Department of Medicine, Division of Nephrology, University of Utah and VA Medical Centers, Salt Lake City, Utah, USA.
SymbioCellTech, LLC, Salt Lake City, Utah, USA.
Stem Cells Transl Med. 2017 Jul;6(7):1631-1643. doi: 10.1002/sctm.17-0005. Epub 2017 May 3.
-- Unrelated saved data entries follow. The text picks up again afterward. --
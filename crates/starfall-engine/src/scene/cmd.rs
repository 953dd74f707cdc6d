use crate::scene::shapes::circle::CircleCmd;
use crate::scene::shapes::rect::RectCmd;

/// Renderer-agnostic draw command stream.
///
/// Extending the scene:
/// - add a new shape module under `scene::shapes::*`
/// - add a new variant here
/// - add a matching renderer under `render::shapes::*`
#[derive(Debug, Clone, PartialEq)]
pub enum DrawCmd {
    Rect(RectCmd),
    Circle(CircleCmd),
}
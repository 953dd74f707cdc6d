use anyhow::{Context, Result};
use wgpu::SurfaceError;
use winit::dpi::PhysicalSize;
use winit::window::Window;

use super::surface;
use super::{GpuFrame, GpuInit, SurfaceErrorAction};

/// Owns wgpu core objects and the surface configuration.
///
/// - creates and stores Instance/Device/Queue
/// - creates and configures the Surface (swapchain)
/// - acquires frames and provides an encoder + view for rendering
pub struct Gpu<'w> {
    _instance: wgpu::Instance,

    /// Surface bound to the window. The window must outlive `Gpu`.
    surface: wgpu::Surface<'w>,

    device: wgpu::Device,
    queue: wgpu::Queue,

    /// Active surface configuration.
    config: wgpu::SurfaceConfiguration,

    /// Current drawable size in physical pixels.
    size: PhysicalSize<u32>,
}

impl<'w> Gpu<'w> {
    /// Creates a GPU context bound to a window.
    ///
    /// Adapter/device acquisition is asynchronous under wgpu.
    pub async fn new(window: &'w Window, init: GpuInit) -> Result<Self> {
        // A minimized window reports 0x0; the real size arrives with the first resize.
        let size = window.inner_size();

        let GpuInit {
            prefer_srgb,
            present_mode,
            alpha_mode,
            required_features,
            required_limits,
            desired_maximum_frame_latency,
        } = init;

        let instance = wgpu::Instance::new(&wgpu::InstanceDescriptor {
            backends: wgpu::Backends::all(),
            ..Default::default()
        });

        let surface = instance
            .create_surface(window)
            .context("failed to create wgpu surface")?;

        let adapter = instance
            .request_adapter(&wgpu::RequestAdapterOptions {
                power_preference: wgpu::PowerPreference::LowPower,
                compatible_surface: Some(&surface),
                force_fallback_adapter: false,
            })
            .await
            .context("failed to find a suitable GPU adapter")?;

        let info = adapter.get_info();
        log::info!("using adapter {} ({:?})", info.name, info.backend);

        let (device, queue) = adapter
            .request_device(&wgpu::DeviceDescriptor {
                label: Some("starfall device"),
                required_features,
                required_limits,
                experimental_features: wgpu::ExperimentalFeatures::disabled(),
                memory_hints: wgpu::MemoryHints::Performance,
                trace: wgpu::Trace::Off,
            })
            .await
            .context("failed to create wgpu device/queue")?;

        let caps = surface.get_capabilities(&adapter);
        let format = surface::choose_surface_format(&caps, prefer_srgb)
            .context("no supported surface formats")?;
        let alpha_mode = surface::choose_alpha_mode(&caps, alpha_mode);

        let extent = surface::configurable_extent(size);
        let config = wgpu::SurfaceConfiguration {
            usage: wgpu::TextureUsages::RENDER_ATTACHMENT,
            format,
            width: extent.width,
            height: extent.height,
            present_mode,
            alpha_mode,
            view_formats: vec![],
            desired_maximum_frame_latency,
        };

        surface.configure(&device, &config);
        log::debug!("surface configured: {format:?} {}x{}", extent.width, extent.height);

        Ok(Self {
            _instance: instance,
            surface,
            device,
            queue,
            config,
            size,
        })
    }

    /// Returns the active surface format.
    pub fn surface_format(&self) -> wgpu::TextureFormat {
        self.config.format
    }

    /// Returns the current drawable size (physical pixels).
    pub fn size(&self) -> PhysicalSize<u32> {
        self.size
    }

    pub fn device(&self) -> &wgpu::Device {
        &self.device
    }

    pub fn queue(&self) -> &wgpu::Queue {
        &self.queue
    }

    /// Reconfigures the surface after a resize.
    pub fn resize(&mut self, new_size: PhysicalSize<u32>) {
        surface::apply_resize(
            &self.surface,
            &self.device,
            &mut self.config,
            &mut self.size,
            new_size,
        );
    }

    /// Acquires the next surface texture and creates an encoder.
    pub fn begin_frame(&self) -> std::result::Result<GpuFrame, SurfaceError> {
        let surface_texture = self.surface.get_current_texture()?;
        let view = surface_texture
            .texture
            .create_view(&wgpu::TextureViewDescriptor::default());

        let encoder = self
            .device
            .create_command_encoder(&wgpu::CommandEncoderDescriptor {
                label: Some("starfall frame encoder"),
            });

        Ok(GpuFrame {
            surface_texture,
            view,
            encoder,
        })
    }

    /// Submits the recorded commands and presents the frame.
    pub fn submit(&self, frame: GpuFrame) {
        let GpuFrame {
            surface_texture,
            view,
            encoder,
        } = frame;
        self.queue.submit(std::iter::once(encoder.finish()));
        drop(view);
        surface_texture.present();
    }

    /// Converts a `SurfaceError` into a higher-level action.
    pub fn handle_surface_error(&mut self, err: SurfaceError) -> SurfaceErrorAction {
        surface::map_surface_error(&self.surface, &self.device, &self.config, self.size, err)
    }
}
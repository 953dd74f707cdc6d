use std::cell::RefCell;
use std::rc::Rc;

use starfall_auth::{AuthForm, AuthProvider, FederatedProvider, FormOutcome, Identity, MemoryAuthProvider, Subscription};
use starfall_engine::coords::{Vec2, Viewport};
use starfall_engine::core::{App, AppControl, FrameCtx};
use starfall_engine::input::{InputEvent, Key, KeyState};
use starfall_engine::paint::Color;
use starfall_engine::render::shapes::circle::CircleRenderer;
use starfall_engine::render::shapes::rect::RectRenderer;
use starfall_engine::scene::DrawList;
use starfall_fx::{BackgroundMode, BoundElements, FrameStatus, RenderLoop, StarfieldConfig};

use crate::caption::CaptionElement;
use crate::logo::LogoElement;
use crate::overlay::StatusOverlay;

/// Page color behind a transparent starfield.
const PAGE_BACKGROUND: u32 = 0x0b0d17;

/// Vertical gap between the logo and the caption.
const LOGO_CAPTION_GAP: f32 = 36.0;

/// Which screen is mounted.
#[derive(Debug, Clone, PartialEq, Eq)]
pub enum View {
    /// Starfield only, no auth.
    Standalone,
    /// Starfield behind the login/signup overlay.
    SignIn,
    /// Logo and `Welcome, {email}` caption over the starfield.
    Welcome { email: String },
}

/// Picks the view for the current session.
pub fn select_view(standalone: bool, session: Option<&Identity>) -> View {
    match (standalone, session) {
        (true, _) => View::Standalone,
        (false, None) => View::SignIn,
        (false, Some(identity)) => View::Welcome { email: identity.email.clone() },
    }
}

/// Outcome of a key press in the current view.
#[derive(Debug, Copy, Clone, PartialEq, Eq)]
enum KeyAction {
    None,
    Exit,
}

struct Renderers {
    rect: RectRenderer,
    circle: CircleRenderer,
}

impl Renderers {
    fn new() -> Self {
        Self { rect: RectRenderer::new(), circle: CircleRenderer::new() }
    }
}

pub struct StarfallApp {
    config: StarfieldConfig,
    standalone: bool,

    provider: MemoryAuthProvider,
    session: Rc<RefCell<Option<Identity>>>,
    _subscription: Option<Subscription>,
    form: AuthForm,

    font: Option<Rc<fontdue::Font>>,
    view: Option<View>,
    title: String,
    starfield: Option<RenderLoop>,
    logo: LogoElement,
    caption: Option<CaptionElement>,
    overlay: StatusOverlay,

    /// Stars and background.
    back: DrawList,
    /// Glow, elements and overlay.
    front: DrawList,
    back_renderers: Renderers,
    front_renderers: Renderers,
}

impl StarfallApp {
    pub fn new(
        config: StarfieldConfig,
        standalone: bool,
        provider: MemoryAuthProvider,
        form: AuthForm,
        font: Option<Rc<fontdue::Font>>,
    ) -> Self {
        let session = Rc::new(RefCell::new(None));

        let subscription = (!standalone).then(|| {
            let sink = session.clone();
            provider.on_auth_state_change(Box::new(move |identity: Option<&Identity>| {
                *sink.borrow_mut() = identity.cloned();
            }))
        });

        Self {
            config,
            standalone,
            provider,
            session,
            _subscription: subscription,
            form,
            overlay: StatusOverlay::new(font.clone()),
            font,
            view: None,
            title: String::new(),
            starfield: None,
            logo: LogoElement::new(),
            caption: None,
            back: DrawList::new(),
            front: DrawList::new(),
            back_renderers: Renderers::new(),
            front_renderers: Renderers::new(),
        }
    }

    /// Remounts when the session no longer matches the mounted view. A
    /// remount deactivates the old loop and activates a fresh one.
    fn sync_view(&mut self, viewport: Viewport, pointer: Option<(f32, f32)>) -> bool {
        let wanted = select_view(self.standalone, self.session.borrow().as_ref());
        if self.view.as_ref() == Some(&wanted) {
            return false;
        }

        if let Some(old) = self.starfield.as_mut() {
            old.deactivate();
        }

        log::info!("mounting {wanted:?}");
        let mut starfield = RenderLoop::activate(self.config.clone(), viewport);
        if let Some((x, y)) = pointer {
            starfield.pointer_moved(x, y);
        }
        self.starfield = Some(starfield);

        self.caption = match (&wanted, &self.font) {
            (View::Welcome { email }, Some(font)) => Some(CaptionElement::new(font, &format!("Welcome, {email}"))),
            _ => None,
        };

        self.view = Some(wanted);
        true
    }

    fn handle_key(&mut self, key: Key) -> KeyAction {
        let welcome = matches!(self.view, Some(View::Welcome { .. }));
        let editing = self.view == Some(View::SignIn) && self.session.borrow().is_none();

        match key {
            Key::Escape if welcome => self.provider.sign_out(),
            Key::Escape => return KeyAction::Exit,
            _ if !editing => {}
            Key::Tab => self.form.toggle_focus(),
            Key::Backspace => self.form.backspace(),
            Key::F2 => self.form.toggle_mode(),
            Key::Enter => self.report(|form, provider| form.submit(provider)),
            Key::F3 => self.report(|form, provider| form.continue_with(provider, FederatedProvider::Google)),
            Key::Unknown(_) => {}
        }
        KeyAction::None
    }

    fn report<F>(&mut self, op: F)
    where
        F: FnOnce(&mut AuthForm, &dyn AuthProvider) -> FormOutcome,
    {
        match op(&mut self.form, &self.provider) {
            FormOutcome::SignedIn(identity) => log::info!("welcome, {}", identity.email),
            FormOutcome::Rejected => log::warn!("auth failed: {}", self.form.error().unwrap_or_default()),
            FormOutcome::Incomplete => log::debug!("form incomplete"),
        }
    }

    /// Applies this frame's input in arrival order.
    fn apply_input(&mut self, events: &[InputEvent]) -> KeyAction {
        for ev in events {
            match ev {
                InputEvent::PointerMoved(p) => {
                    if let Some(sf) = self.starfield.as_mut() {
                        sf.pointer_moved(p.x, p.y);
                    }
                }
                InputEvent::Resized(r) => {
                    if let Some(sf) = self.starfield.as_mut() {
                        sf.resized(Viewport::new(r.width, r.height));
                    }
                }
                InputEvent::Text(t) => {
                    if self.view == Some(View::SignIn) {
                        self.form.insert_text(&t.text);
                    }
                }
                InputEvent::Key { key, state: KeyState::Pressed, .. } => {
                    if self.handle_key(*key) == KeyAction::Exit {
                        return KeyAction::Exit;
                    }
                }
                _ => {}
            }
        }
        KeyAction::None
    }

    fn window_title(&self) -> String {
        match &self.view {
            Some(View::SignIn) => match self.form.error() {
                Some(err) => format!("starfall · {} · {err}", self.form.heading()),
                None => format!("starfall · {}", self.form.heading()),
            },
            Some(View::Welcome { email }) => format!("starfall · {email}"),
            _ => "starfall".to_string(),
        }
    }

    /// Records elements and overlay into the front list.
    fn paint_front(&mut self, viewport: Viewport) {
        self.front.clear();
        let center = viewport.center();

        match &self.view {
            Some(View::Welcome { .. }) => {
                let caption_h = self.caption.as_ref().map_or(0.0, CaptionElement::height);
                let logo_r = self.logo.extent();
                let total = logo_r * 2.0 + LOGO_CAPTION_GAP + caption_h;
                let top = center.y - total / 2.0;

                self.logo.paint(&mut self.front, Vec2::new(center.x, top + logo_r));
                if let Some(caption) = &self.caption {
                    let y = top + logo_r * 2.0 + LOGO_CAPTION_GAP + caption_h / 2.0;
                    caption.paint(&mut self.front, Vec2::new(center.x, y));
                }
            }
            Some(View::SignIn) => {
                self.overlay.update(&self.form);
                self.overlay.paint(&mut self.front, viewport);
            }
            _ => {}
        }
    }
}

impl App for StarfallApp {
    fn on_frame(&mut self, ctx: &mut FrameCtx<'_, '_>) -> AppControl {
        let viewport = ctx.window.viewport();
        let pointer = ctx.input.pointer_pos;
        if ctx.time.frame_index == 0 {
            log::info!("first frame at {}x{}", viewport.width, viewport.height);
        }

        self.sync_view(viewport, pointer);
        if self.apply_input(&ctx.input_frame.events) == KeyAction::Exit {
            return AppControl::Exit;
        }
        // Sign-in or sign-out during input takes effect this frame.
        self.sync_view(viewport, pointer);

        let title = self.window_title();
        if title != self.title {
            ctx.runtime.set_title(title.clone());
            self.title = title;
        }

        let now_ms = ctx.time.elapsed_ms();
        let status = match self.starfield.as_mut() {
            Some(sf) => {
                let mut elements = BoundElements::none();
                if matches!(self.view, Some(View::Welcome { .. })) {
                    elements = elements.with_logo(&mut self.logo);
                    if let Some(caption) = self.caption.as_mut() {
                        elements = elements.with_caption(caption);
                    }
                }
                sf.frame(now_ms, &mut self.back, elements)
            }
            None => FrameStatus::Stopped,
        };

        self.paint_front(viewport);

        let clear = match self.config.background {
            BackgroundMode::Opaque(c) => c,
            BackgroundMode::Transparent => Color::from_hex(PAGE_BACKGROUND),
        };

        let back = &mut self.back;
        let front = &mut self.front;
        let br = &mut self.back_renderers;
        let fr = &mut self.front_renderers;

        let control = ctx.render(clear, |rctx, target| {
            br.rect.render(rctx, target, back);
            br.circle.render(rctx, target, back);
            fr.rect.render(rctx, target, front);
            fr.circle.render(rctx, target, front);
        });

        match (control, status) {
            (AppControl::Exit, _) => AppControl::Exit,
            (_, FrameStatus::Continue) => AppControl::Continue,
            (_, FrameStatus::Stopped) => AppControl::Idle,
        }
    }

    fn on_exit(&mut self) {
        if let Some(sf) = self.starfield.as_mut() {
            sf.deactivate();
        }
    }
}

#[cfg(test)]
mod tests {
    use super::*;

    fn app(standalone: bool, provider: MemoryAuthProvider) -> StarfallApp {
        StarfallApp::new(
            StarfieldConfig::interactive().with_seed(3).with_star_count(10),
            standalone,
            provider,
            AuthForm::new(),
            None,
        )
    }

    fn type_text(app: &mut StarfallApp, text: &str) {
        app.apply_input(&[InputEvent::Text(starfall_engine::input::TextEvent { text: text.to_string() })]);
    }

    fn press(app: &mut StarfallApp, key: Key) -> KeyAction {
        app.apply_input(&[InputEvent::Key { key, state: KeyState::Pressed, repeat: false }])
    }

    #[test]
    fn view_follows_session() {
        let id = Identity { uid: "u".into(), email: "ada@example.com".into() };
        assert_eq!(select_view(true, Some(&id)), View::Standalone);
        assert_eq!(select_view(false, None), View::SignIn);
        assert_eq!(select_view(false, Some(&id)), View::Welcome { email: "ada@example.com".into() });
    }

    #[test]
    fn keyboard_signup_mounts_welcome_with_fresh_loop() {
        let vp = Viewport::new(800.0, 600.0);
        let mut app = app(false, MemoryAuthProvider::new());
        assert!(app.sync_view(vp, None));
        assert_eq!(app.view, Some(View::SignIn));

        type_text(&mut app, "ada@example.com");
        press(&mut app, Key::Tab);
        type_text(&mut app, "hunter22");
        press(&mut app, Key::F2);
        press(&mut app, Key::Enter);

        assert!(app.session.borrow().is_some());
        assert!(app.sync_view(vp, Some((400.0, 300.0))));
        assert_eq!(app.view, Some(View::Welcome { email: "ada@example.com".into() }));
        assert!(app.starfield.as_ref().is_some_and(|sf| sf.is_active()));
    }

    #[test]
    fn escape_signs_out_then_exits() {
        let provider = MemoryAuthProvider::new().with_account("ada@example.com", "hunter22").unwrap();
        provider.sign_in("ada@example.com", "hunter22").unwrap();

        let vp = Viewport::new(800.0, 600.0);
        let mut app = app(false, provider);
        app.sync_view(vp, None);
        assert!(matches!(app.view, Some(View::Welcome { .. })));

        assert_eq!(press(&mut app, Key::Escape), KeyAction::None);
        assert!(app.session.borrow().is_none());
        app.sync_view(vp, None);
        assert_eq!(app.view, Some(View::SignIn));

        assert_eq!(press(&mut app, Key::Escape), KeyAction::Exit);
    }

    #[test]
    fn failed_login_keeps_form_state() {
        let mut app = app(false, MemoryAuthProvider::new());
        app.sync_view(Viewport::new(800.0, 600.0), None);

        type_text(&mut app, "ghost@example.com");
        press(&mut app, Key::Tab);
        type_text(&mut app, "secret1");
        press(&mut app, Key::Enter);

        assert_eq!(app.form.error(), Some("Error (auth/user-not-found)."));
        assert_eq!(app.form.email(), "ghost@example.com");
        assert_eq!(app.view, Some(View::SignIn));
        assert!(app.window_title().ends_with("Error (auth/user-not-found)."));
    }

    #[test]
    fn standalone_ignores_typing() {
        let mut app = app(true, MemoryAuthProvider::new());
        app.sync_view(Viewport::new(800.0, 600.0), None);
        type_text(&mut app, "abc");
        assert_eq!(app.form.email(), "");
        assert_eq!(press(&mut app, Key::Escape), KeyAction::Exit);
    }
}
Novel interventions that reestablish endogenous insulin secretion and thereby halt progressive end-organ damage and prolong survival of patients with autoimmune Type 1 diabetes mellitus (T1DM) are urgently needed. While this is currently accomplished with allogeneic pancreas or islet transplants, their utility is significantly limited by both the scarcity of organ donors and life-long need for often-toxic antirejection drugs. Coadministering islets with bone marrow-derived mesenchymal stem cells (MSCs) that exert robust immune-modulating, anti-inflammatory, anti-apoptotic, and angiogenic actions, improves intrahepatic islet survival and function. Encapsulation of insulin-producing cells to prevent immune destruction has shown both promise and failures. Recently, stem cell-derived insulin secreting β-like cells induced euglycemia in diabetic animals, although their clinical use would still require encapsulation or anti-rejection drugs. Instead of focusing on further improvements in islet transplantation, we demonstrate here that the intraperitoneal administration of islet-sized "Neo-Islets" (NIs), generated by in vitro coaggregation of allogeneic, culture-expanded islet cells with high numbers of immuno-protective and cyto-protective MSCs, resulted in their omental engraftment in immune-competent, spontaneously diabetic nonobese diabetic (NOD) mice. This achieved long-term glycemic control without immunosuppression and without hypoglycemia. In preparation for an Food and Drug Administration-approved clinical trial in dogs with T1DM, we show that treatment of streptozotocin-diabetic NOD/severe combined immunodeficiency mice with identically formed canine NIs produced durable euglycemia, exclusively mediated by dog-specific insulin. We conclude that this novel technology has significant translational relevance for canine and potentially clinical T1DM as it effectively addresses both the organ donor scarcity (>80 therapeutic NI doses/donor pancreas can be generated) and completely eliminates the need for immunosuppression. Stem Cells Translational Medicine 2017;6:1631-1643.
需要新的干预措施来重新建立内源性胰岛素分泌,从而阻止自身免疫性 1 型糖尿病(T1DM)患者进行性终末器官损伤并延长其生存时间。虽然目前可以通过同种异体胰腺或胰岛移植来实现这一目标,但由于器官供体的稀缺性以及终生需要经常使用有毒的抗排斥药物,其应用受到了极大的限制。与骨髓来源的间充质干细胞(MSCs)共给予胰岛,可发挥强大的免疫调节、抗炎、抗凋亡和血管生成作用,从而改善肝内胰岛的存活和功能。用胰岛素产生细胞进行包封以防止免疫破坏已经显示出既有希望又有失败。最近,来源于干细胞的胰岛素分泌β样细胞在糖尿病动物中诱导了血糖正常化,尽管它们的临床应用仍需要包封或抗排斥药物。我们没有专注于进一步改善胰岛移植,而是在此展示了通过体外共聚集同种异体、培养扩增的胰岛细胞与大量免疫保护和细胞保护 MSC 生成胰岛大小的“Neo-Islets”(NIs),然后经腹腔给予这些胰岛大小的“Neo-Islets”(NIs),可使其在免疫活性、自发性糖尿病非肥胖型糖尿病(NOD)小鼠的大网膜中移植。这种方法实现了长期血糖控制,而无需免疫抑制且无低血糖。为了在 T1DM 犬中进行获得食品和药物管理局批准的临床试验,我们证明了用同种异体形成的犬 NIs 治疗链脲佐菌素诱导的糖尿病 NOD/严重联合免疫缺陷小鼠可产生持久的血糖正常化,这完全由犬特异性胰岛素介导。我们得出结论,这种新技术对犬和潜在的临床 T1DM 具有重要的转化相关性,因为它有效地解决了器官供体稀缺性(>80 个治疗性 NI 剂量/供体胰腺可产生)和完全消除了对免疫抑制的需求。Stem Cells Translational Medicine 2017;6:1631-1643.